千人ものひとたちの命を救っただけでなく、この星の一地方丸々ひとつと、式典まで救うとは……
さすがはあの英雄光輝の娘だな……」
後ろではゲオルギー閣下も大いに頷いている。
ひかりちゃんのご機嫌はさらに上昇した……
ひかりちゃんたち一行の帰り際に、ジュサイアくんの嘆く声が聞こえた。
「あ~あ、ひつじたちがあの花火を見て怖がってみんな逃げちゃってるよ。
これから集めて回るのがたいへんだぁ~」
ご機嫌麗しいひかりちゃんは、豪一郎おじさんに断りを入れると、ジュサイアくんに言った。
「これからおねえちゃんの得意ワザを見せてあげるわ。
ひつじさんたちを集められるかやってみるわね」
そう言って微笑んだひかりちゃんは、ひつじ囲いの中に入って行った。
すぐにソフィアーノくんがそこに清潔な敷物を敷く。
ひかりちゃんはその場であの有名な座禅を組んだ。
他の星の動物にも有効なことはもうわかっている。
遠くに散らばっていたひつじたちは、すぐにひかりちゃんの方に顔を向けた。
そうして、続々とひかりちゃんの周りに集まって来たのである。
瞬く間に、ひかりちゃんを中心とした三百頭ものひつじたちの密集した輪が出来た。
みんな静かに座ってひかりちゃんを見ている。
ひかりちゃんの膝の上には、一番小さな子ひつじが座ってひかりちゃんの顔を見ていた。
ついでに辺りの小鳥たちもたくさん集まって来て、ひかりちゃんの肩やひつじたちの背に止まっている。
それはいつもの通りの実に神々しい光景であった……
そうした間にも、ソフィアーノくんの展開した巨大な超強力遮蔽フィールドに、原子や素粒子にまで分解された宇宙船の残骸の一部が当たり始めた。

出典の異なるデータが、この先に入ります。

#[cfg(test)]
mod tests {
    use std::sync::Arc;

    use axum::body::{to_bytes, Body};
    use axum::http::{header, Request, StatusCode};
    use serde_json::{json, Value};
    use tower::ServiceExt;

    use super::*;
    use crate::embedding::testing::{DownEmbedder, HashingEmbedder};
    use crate::embedding::VectorProvider;
    use crate::extraction::docx::build_docx;
    use crate::extraction::MIME_DOCX;

    const BOUNDARY: &str = "talentrank-test-boundary";

    fn app(provider: Arc<dyn VectorProvider>) -> Router {
        build_router(AppState::for_tests(provider, false))
    }

    async fn send(app: &Router, request: Request<Body>) -> (StatusCode, Value) {
        let response = app.clone().oneshot(request).await.unwrap();
        let status = response.status();
        let bytes = to_bytes(response.into_body(), usize::MAX).await.unwrap();
        let body = if bytes.is_empty() {
            Value::Null
        } else {
            serde_json::from_slice(&bytes).unwrap()
        };
        (status, body)
    }

    fn post_json(uri: &str, body: Value) -> Request<Body> {
        Request::post(uri)
            .header(header::CONTENT_TYPE, "application/json")
            .body(Body::from(body.to_string()))
            .unwrap()
    }

    fn get(uri: &str) -> Request<Body> {
        Request::get(uri).body(Body::empty()).unwrap()
    }

    /// (filename, content type, bytes)
    fn multipart(files: &[(&str, &str, Vec<u8>)]) -> Request<Body> {
        let mut body = Vec::new();
        for (filename, content_type, bytes) in files {
            body.extend_from_slice(
                format!(
                    "--{BOUNDARY}\r\nContent-Disposition: form-data; name=\"file\"; \
                     filename=\"{filename}\"\r\nContent-Type: {content_type}\r\n\r\n"
                )
                .as_bytes(),
            );
            body.extend_from_slice(bytes);
            body.extend_from_slice(b"\r\n");
        }
        body.extend_from_slice(format!("--{BOUNDARY}--\r\n").as_bytes());

        Request::post("/documents")
            .header(
                header::CONTENT_TYPE,
                format!("multipart/form-data; boundary={BOUNDARY}"),
            )
            .body(Body::from(body))
            .unwrap()
    }

    fn docx(paragraphs: &[&str]) -> Vec<u8> {
        build_docx(paragraphs)
    }

    #[tokio::test]
    async fn test_health() {
        let (status, body) = send(&app(Arc::new(HashingEmbedder)), get("/health")).await;
        assert_eq!(status, StatusCode::OK);
        assert_eq!(body["service"], "talentrank");
        assert_eq!(body["embedding"]["provider"], "hashing");
    }

    #[tokio::test]
    async fn test_keywords_endpoint() {
        let app = app(Arc::new(HashingEmbedder));
        let (status, body) = send(
            &app,
            post_json(
                "/match/keywords",
                json!({
                    "resumeText": "Experience: Python developer. jane@example.com 555-123-4567",
                    "jobText": "Python developer with Docker"
                }),
            ),
        )
        .await;

        assert_eq!(status, StatusCode::OK);
        assert_eq!(body["analysis"]["matchedSkills"], json!(["python"]));
        assert_eq!(body["analysis"]["missingSkills"], json!(["docker"]));
        assert_eq!(body["ats"]["formattingScore"], 100);
        assert!(body["ats"]["grade"].is_string());
        assert!(body["suggestions"].as_array().unwrap().len() >= 2);
        assert_eq!(body["placements"][0]["priority"], "high");
    }

    #[tokio::test]
    async fn test_keywords_requires_text() {
        let app = app(Arc::new(HashingEmbedder));
        let (status, body) = send(
            &app,
            post_json("/match/keywords", json!({"resumeText": " ", "jobText": "x"})),
        )
        .await;
        assert_eq!(status, StatusCode::BAD_REQUEST);
        assert_eq!(body["error"]["code"], "VALIDATION_ERROR");
    }

    #[tokio::test]
    async fn test_upload_reports_each_file() {
        let app = app(Arc::new(HashingEmbedder));
        let (status, body) = send(
            &app,
            multipart(&[
                ("jane.docx", MIME_DOCX, docx(&["Jane Doe", "Python, React"])),
                ("notes.txt", "text/plain", b"hello".to_vec()),
            ]),
        )
        .await;

        assert_eq!(status, StatusCode::OK);
        assert_eq!(body["imported"], 1);
        assert_eq!(body["failed"], 1);
        assert_eq!(body["files"][0]["status"], "imported");
        assert_eq!(body["files"][0]["embedding"], "semantic");
        assert_eq!(body["files"][0]["summary"]["name"], "Jane Doe");
        assert_eq!(body["files"][1]["status"], "failed");
        assert_eq!(body["files"][1]["error"]["code"], "UNSUPPORTED_FORMAT");
    }

    #[tokio::test]
    async fn test_upload_without_files_is_rejected() {
        let app = app(Arc::new(HashingEmbedder));
        let (status, _) = send(&app, multipart(&[])).await;
        assert_eq!(status, StatusCode::BAD_REQUEST);
    }

    #[tokio::test]
    async fn test_rank_search_and_reverse_ranking() {
        let app = app(Arc::new(HashingEmbedder));

        let (_, upload) = send(
            &app,
            multipart(&[
                ("weak.docx", MIME_DOCX, docx(&["Wes Weak", "Java and Scrum"])),
                (
                    "strong.docx",
                    MIME_DOCX,
                    docx(&["Sara Strong", "Python, Docker and Kubernetes"]),
                ),
            ]),
        )
        .await;
        let weak_id = upload["files"][0]["candidateId"].as_str().unwrap().to_string();
        let strong_id = upload["files"][1]["candidateId"].as_str().unwrap().to_string();

        let (status, job) = send(
            &app,
            post_json(
                "/jobs",
                json!({
                    "title": "Platform Engineer",
                    "company": "Acme",
                    "description": "Run containers in production",
                    "requiredSkills": ["Python", "Docker"]
                }),
            ),
        )
        .await;
        assert_eq!(status, StatusCode::CREATED);
        assert_eq!(job["embedding"], "semantic");
        let job_id = job["id"].as_str().unwrap().to_string();

        let (status, ranked) = send(&app, get(&format!("/match/jobs/{job_id}/candidates?topN=5"))).await;
        assert_eq!(status, StatusCode::OK);
        let results = ranked["results"].as_array().unwrap();
        assert_eq!(results.len(), 2);
        assert_eq!(results[0]["subjectId"], strong_id);
        assert_eq!(results[0]["skillMatchPercentage"], 100);
        assert_eq!(results[1]["subjectId"], weak_id);
        assert_eq!(results[1]["missingSkills"], json!(["Python", "Docker"]));
        assert!(results[0]["explanation"].is_string());

        let (status, jobs) = send(&app, get(&format!("/match/candidates/{strong_id}/jobs"))).await;
        assert_eq!(status, StatusCode::OK);
        assert_eq!(jobs["results"][0]["targetId"], job_id);

        let (status, search) = send(
            &app,
            post_json(
                "/match/search",
                json!({"queryText": "Python Docker engineer", "topN": 1}),
            ),
        )
        .await;
        assert_eq!(status, StatusCode::OK);
        assert_eq!(search["results"].as_array().unwrap().len(), 1);
        assert_eq!(search["results"][0]["id"], strong_id);
        assert_eq!(search["stats"]["totalResults"], 1);

        let (status, skills) = send(
            &app,
            post_json("/match/skills", json!({"requiredSkills": ["scrum"]})),
        )
        .await;
        assert_eq!(status, StatusCode::OK);
        assert_eq!(skills["total"], 1);
        assert_eq!(skills["results"][0]["id"], weak_id);
    }

    #[tokio::test]
    async fn test_search_fails_when_embedding_unavailable() {
        let app = app(Arc::new(DownEmbedder));
        let (status, body) = send(
            &app,
            post_json("/match/search", json!({"queryText": "rust", "topN": 5})),
        )
        .await;
        assert_eq!(status, StatusCode::SERVICE_UNAVAILABLE);
        assert_eq!(body["error"]["code"], "EMBEDDING_UNAVAILABLE");
    }

    #[tokio::test]
    async fn test_unknown_job_is_404() {
        let app = app(Arc::new(HashingEmbedder));
        let (status, body) = send(
            &app,
            get(&format!("/match/jobs/{}/candidates", uuid::Uuid::new_v4())),
        )
        .await;
        assert_eq!(status, StatusCode::NOT_FOUND);
        assert_eq!(body["error"]["code"], "NOT_FOUND");
    }

    #[tokio::test]
    async fn test_skill_search_rejects_unknown_level() {
        let app = app(Arc::new(HashingEmbedder));
        let (status, _) = send(
            &app,
            post_json(
                "/match/skills",
                json!({"requiredSkills": ["rust"], "experienceLevel": "wizard"}),
            ),
        )
        .await;
        assert_eq!(status, StatusCode::BAD_REQUEST);
    }

    #[tokio::test]
    async fn test_search_reports_candidates_that_cannot_be_embedded() {
        let app = app(Arc::new(HashingEmbedder));
        let (_, upload) = send(
            &app,
            multipart(&[
                ("ok.docx", MIME_DOCX, docx(&["Olga Ok", "Python developer"])),
                (
                    "flaky.docx",
                    MIME_DOCX,
                    docx(&["Fred Flaky", "Python FAIL_EMBEDDING"]),
                ),
            ]),
        )
        .await;
        assert_eq!(upload["files"][1]["embedding"], "missing");
        let ok_id = upload["files"][0]["candidateId"].as_str().unwrap().to_string();
        let flaky_id = upload["files"][1]["candidateId"].as_str().unwrap().to_string();

        let (status, search) = send(
            &app,
            post_json("/match/search", json!({"queryText": "Python"})),
        )
        .await;
        assert_eq!(status, StatusCode::OK);
        assert_eq!(search["results"].as_array().unwrap().len(), 1);
        assert_eq!(search["results"][0]["id"], ok_id);
        assert_eq!(search["skipped"][0]["id"], flaky_id);
        assert_eq!(search["skipped"][0]["reason"], "embeddingUnavailable");
    }

    #[tokio::test]
    async fn test_search_backfills_candidates_imported_while_provider_was_down() {
        let state = AppState::for_tests(Arc::new(DownEmbedder), false);
        let (_, upload) = send(
            &build_router(state.clone()),
            multipart(&[("late.docx", MIME_DOCX, docx(&["Lee Late", "Rust and Python"]))]),
        )
        .await;
        assert_eq!(upload["files"][0]["embedding"], "missing");
        let late_id = upload["files"][0]["candidateId"].as_str().unwrap().to_string();

        let recovered = AppState {
            embeddings: AppState::for_tests(Arc::new(HashingEmbedder), false).embeddings,
            ..state
        };
        let (status, search) = send(
            &build_router(recovered),
            post_json("/match/search", json!({"queryText": "Rust"})),
        )
        .await;
        assert_eq!(status, StatusCode::OK);
        assert_eq!(search["results"][0]["id"], late_id);
        assert_eq!(search["skipped"], json!([]));
    }

    #[tokio::test]
    async fn test_jobs_for_candidate_reports_jobs_that_cannot_be_embedded() {
        let app = app(Arc::new(HashingEmbedder));
        let (_, upload) = send(
            &app,
            multipart(&[("dev.docx", MIME_DOCX, docx(&["Dana Dev", "Python and Docker"]))]),
        )
        .await;
        let candidate_id = upload["files"][0]["candidateId"].as_str().unwrap().to_string();

        let (_, good) = send(
            &app,
            post_json(
                "/jobs",
                json!({"title": "Backend", "requiredSkills": ["Python"]}),
            ),
        )
        .await;
        let (status, flaky) = send(
            &app,
            post_json(
                "/jobs",
                json!({
                    "title": "Platform",
                    "description": "FAIL_EMBEDDING",
                    "requiredSkills": ["Docker"]
                }),
            ),
        )
        .await;
        assert_eq!(status, StatusCode::CREATED);
        assert_eq!(flaky["embedding"], "missing");
        assert_eq!(flaky["status"], "active");

        let (status, jobs) = send(&app, get(&format!("/match/candidates/{candidate_id}/jobs"))).await;
        assert_eq!(status, StatusCode::OK);
        assert_eq!(jobs["results"].as_array().unwrap().len(), 1);
        assert_eq!(jobs["results"][0]["targetId"], good["id"]);
        assert_eq!(jobs["skipped"][0]["id"], flaky["id"]);
        assert_eq!(jobs["skipped"][0]["reason"], "embeddingUnavailable");
        assert_eq!(jobs["stats"]["total"], 1);
    }

    #[tokio::test]
    async fn test_rejected_text_is_skipped_with_its_own_reason() {
        let app = app(Arc::new(HashingEmbedder));
        send(
            &app,
            multipart(&[(
                "long.docx",
                MIME_DOCX,
                docx(&["Lara Long", "Python REJECT_EMBEDDING"]),
            )]),
        )
        .await;

        let (status, search) = send(
            &app,
            post_json("/match/search", json!({"queryText": "Python"})),
        )
        .await;
        assert_eq!(status, StatusCode::OK);
        assert_eq!(search["skipped"][0]["reason"], "embeddingRejected");

        let (status, body) = send(
            &app,
            post_json("/match/search", json!({"queryText": "REJECT_EMBEDDING"})),
        )
        .await;
        assert_eq!(status, StatusCode::UNPROCESSABLE_ENTITY);
        assert_eq!(body["error"]["code"], "EMBEDDING_REJECTED");
    }

    #[tokio::test]
    async fn test_dashboard_endpoints() {
        let app = app(Arc::new(HashingEmbedder));
        send(
            &app,
            multipart(&[
                (
                    "a.docx",
                    MIME_DOCX,
                    docx(&["Amy Adams", "Python, Docker", "Master of Science"]),
                ),
                ("b.docx", MIME_DOCX, docx(&["Ben Brown", "Python"])),
            ]),
        )
        .await;
        send(
            &app,
            post_json(
                "/jobs",
                json!({"title": "Backend", "company": "Acme", "requiredSkills": ["Python"]}),
            ),
        )
        .await;

        let (status, stats) = send(&app, get("/dashboard/stats")).await;
        assert_eq!(status, StatusCode::OK);
        assert_eq!(stats["totalResumes"], 2);
        assert_eq!(stats["activeJobs"], 1);

        let (_, skills) = send(&app, get("/dashboard/top-skills?limit=1")).await;
        assert_eq!(skills["topSkills"], json!([{"skill": "python", "count": 2, "percentage": 100}]));

        let (_, trend) = send(&app, get("/dashboard/submission-trend?days=7")).await;
        assert_eq!(trend["days"], 7);
        assert_eq!(trend["trend"].as_array().unwrap().len(), 7);
        assert_eq!(trend["trend"][6]["count"], 2);

        let (_, jobs) = send(&app, get("/dashboard/job-stats")).await;
        assert_eq!(jobs["topCompanies"][0]["company"], "Acme");

        let (_, education) = send(&app, get("/dashboard/education-distribution")).await;
        assert_eq!(education["distribution"][1]["level"], "Master");
        assert_eq!(education["distribution"][1]["count"], 1);

        let (status, analytics) = send(&app, get("/dashboard/analytics")).await;
        assert_eq!(status, StatusCode::OK);
        assert_eq!(analytics["overview"]["totalJobs"], 1);
        assert!(analytics["generatedAt"].is_string());

        let (status, _) = send(&app, get("/dashboard/top-skills?limit=0")).await;
        assert_eq!(status, StatusCode::BAD_REQUEST);
    }
}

もちろんそれらはなんの被害ももたらすことはなく、ただ衝突エネルギーを光に変えてキラキラ輝いているだけである。
だが、それはまるで、プリンセスひかりを寿ぐ天の輝きのように見えたのである。
周囲の一千人を遥かに超えるひとびとは大硬直している。
大勢のひとびとがそれぞれの宗教らしきお祈りの言葉を呟き始めた。
ほとんどのひとが、奇跡を目の当たりにして地面にひざをついている。
ゲオルグのおじいちゃんや大統領閣下もお祈りの言葉を呟きながら硬直していた……
その後惑星ゴッツォでも惑星ビジュアでも、座禅が大流行することになる。